No H1B Sponsorships Available for this Position
Why Xtant Medical?
JOIN A RISING organization that is focused on the design, development, and commercialization of a comprehensive portfolio of orthobiologics and spinal fixation systems. Xtant Medical’s mission is to provide cost-effective technology and services that help clinicians efficiently perform their job.
Xtant Medical is seeking a talented and dedicated Supplier Quality Engineer that will support the company mission to market regenerative medicine products and medical devices. This position will support the activities of the Director of Regulatory Affairs and Quality Assurance and will interact with employees in the Department. The Supplier Quality Engineer may also interact with other Department Managers, Supervisors, and employees. This position helps ensure that Xtant Medical complies with and meets the standards of the FDA, AATB, ISO 13485, and other regulatory agencies as necessary.
Principle Duties & Responsibilities
- Develop and maintain an understanding of the requirements of the applicable standards and regulations including but not limited to 21 CFR 820, 21 CFR 1271, AATB, MDSAP, ISO 13485, MDD, and CMDR. Adhere to and promote compliance to the applicable standards and regulations throughout the company.
- Develop and maintain an understanding of the Xtant Medical products and general biological and chemical systems utilized within the Department. Know how the activities performed in the Department are controlled by and interact with the Quality System and how they affect the production of medical devices and tissues as applicable.
- Adhere to Xtant Medical Standard Operating Procedures (SOPs) and safety protocols.
- Support Xtant Medical’s mission to design, manufacture, and distribute innovative, safe, reliable, and cost-effective solutions for the medical needs of patients.
- Maintain a clean and safe working environment at all times and follow requirements to properly dispose of hazardous and non-hazardous waste according to OSHA regulations and Xtant Medical SOPs.
- Work with all departments and divisions within Xtant Medical to ensure understanding of and adherence to Xtant Medical’s Quality System.
- Manage Supplier Qualification activities, including but not limited to, initial qualification, re-qualification, SCAR issuance, supplier qualification termination, etc.
- Plan and conduct regular audits with suppliers including onsite qualification of product and processes. Write audit reports to disclose findings, Present findings as needed. Maintain and update critical supplier audit system and schedule.
- Support new supplier evaluation and qualification including inspection and first articles.
- Measure, analyze, and improve supplier performance and reduce supplier nonconformances.
- Work to resolve supplier technical issues in a timely manner to ensure continuity of supply.
- Conduct receiving inspections, in-process inspections and finished device inspections.
- Inspecting and monitoring receiving, in-process, and final product control results including collection and testing of representative samples.

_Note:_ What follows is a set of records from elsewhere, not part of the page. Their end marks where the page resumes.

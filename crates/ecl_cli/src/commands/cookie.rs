//! Cookie inspection commands.

use ecl_protocol::{CookieOrdering, MultiDomainCookie};
use serde::Serialize;
use tracing::info;

/// One domain of a decoded cookie.
#[derive(Debug, Serialize)]
pub struct CookieDomainInfo {
    /// Replication domain.
    pub domain: String,
    /// Last change number delivered for the domain.
    pub csn: String,
    /// Change time of that change number.
    pub change_time: String,
    /// Originating replica.
    pub server_id: u16,
    /// Sequence number on that replica.
    pub seqnum: u32,
}

/// Runs the cookie decode command.
pub fn decode(cookie: &str, format: &str) -> Result<(), Box<dyn std::error::Error>> {
    info!("Decoding cookie {:?}", cookie);

    let cookie = MultiDomainCookie::decode(cookie)?;
    let mut domains = Vec::with_capacity(cookie.len());
    for (domain, csn) in cookie.iter() {
        domains.push(CookieDomainInfo {
            domain: domain.to_string(),
            csn: csn.to_string(),
            change_time: csn.change_time()?,
            server_id: csn.server_id(),
            seqnum: csn.seqnum(),
        });
    }

    match format {
        "json" => {
            println!("{}", serde_json::to_string_pretty(&domains)?);
        }
        _ => {
            if domains.is_empty() {
                println!("Empty cookie (start of the changelog)");
            }
            for info in &domains {
                println!("{}", info.domain);
                println!("  CSN:         {}", info.csn);
                println!("  Change time: {}", info.change_time);
                println!("  Server ID:   {}", info.server_id);
                println!("  Sequence:    {}", info.seqnum);
            }
        }
    }

    Ok(())
}

/// Runs the cookie compare command.
pub fn compare(left: &str, right: &str) -> Result<(), Box<dyn std::error::Error>> {
    let left = MultiDomainCookie::decode(left)?;
    let right = MultiDomainCookie::decode(right)?;

    let verdict = match left.compare(&right) {
        CookieOrdering::Less => "left is behind right",
        CookieOrdering::Equal => "cookies are equal",
        CookieOrdering::Greater => "left is ahead of right",
        CookieOrdering::Incomparable => "cookies are incomparable",
    };
    println!("{verdict}");

    Ok(())
}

- Participate in and help lead successful external audits (FDA, ISO, etc.). Serve as a liaison between the Director of RA/QA and the auditor(s) during regulatory inspections.
- Perform and participate in validations as needed.
- Participate in design control as needed.
- Help to accomplish quality objectives and develop quality standards.
- Participate in Complaint, Deviation, Nonconformance, and CAPA investigations as necessary.
- Support QA/RA Management in any and all ways as needed.
- Other duties as assigned by direct supervisor
- Bachelor’s degree in biology-related, engineering or an equivalent course of study is required.
- 5+ years’ experience in medical device, biologics, orthopedic or health industry quality assurance is preferred.
- Corrective/preventive action, root cause analysis, effectiveness check, statistical application experience and training is required.
- Six-sigma black-belt certification preferred.
- General knowledge of ISO 13485 and FDA Quality System Regulation guidelines required, advanced knowledge is preferred.
- Regulatory and Quality auditing training and experience is preferred.
- High level of proficiency in Microsoft Office Suite of software applications is required.
- High level of attention to detail and accuracy is required.
- Strong organizational skills and ability to prioritize tasks is required.
- Exceptional documentation and technical writing skills is required.
- Excellent verbal and written English language skills is required.
- Ability to establish and maintain strong, effective working relationships with internal employees and external customers is required.
- Ability to react quickly and adapt to changes in priorities, circumstances and direction is required.
- Must be able to reason independently and work with minimum supervision.
- Ability to interpret data and make sound judgments based on those interpretations is required.
- Must be able to adapt to quickly changing priorities and schedules.
- Ability to maintain good working relationships with all co-workers and outside contracts is required.
- Must possess mobility to work in a standard office setting, to use standard office equipment, and to attend meetings at various sites within and away from the office.
Benefits: Xtant Medical offers competitive wages, and comprehensive Medical, Vision, Dental, 401k, Life and AD&D, and Disability insurance packages
Xtant Medical is an equal opportunity employer. We do not discriminate on the basis of race, color, religion, national origin, sex, age, disability, or any other status protected by law. It is our intention that all qualified applicants be given equal opportunity and that selection decisions be based on job-related factors.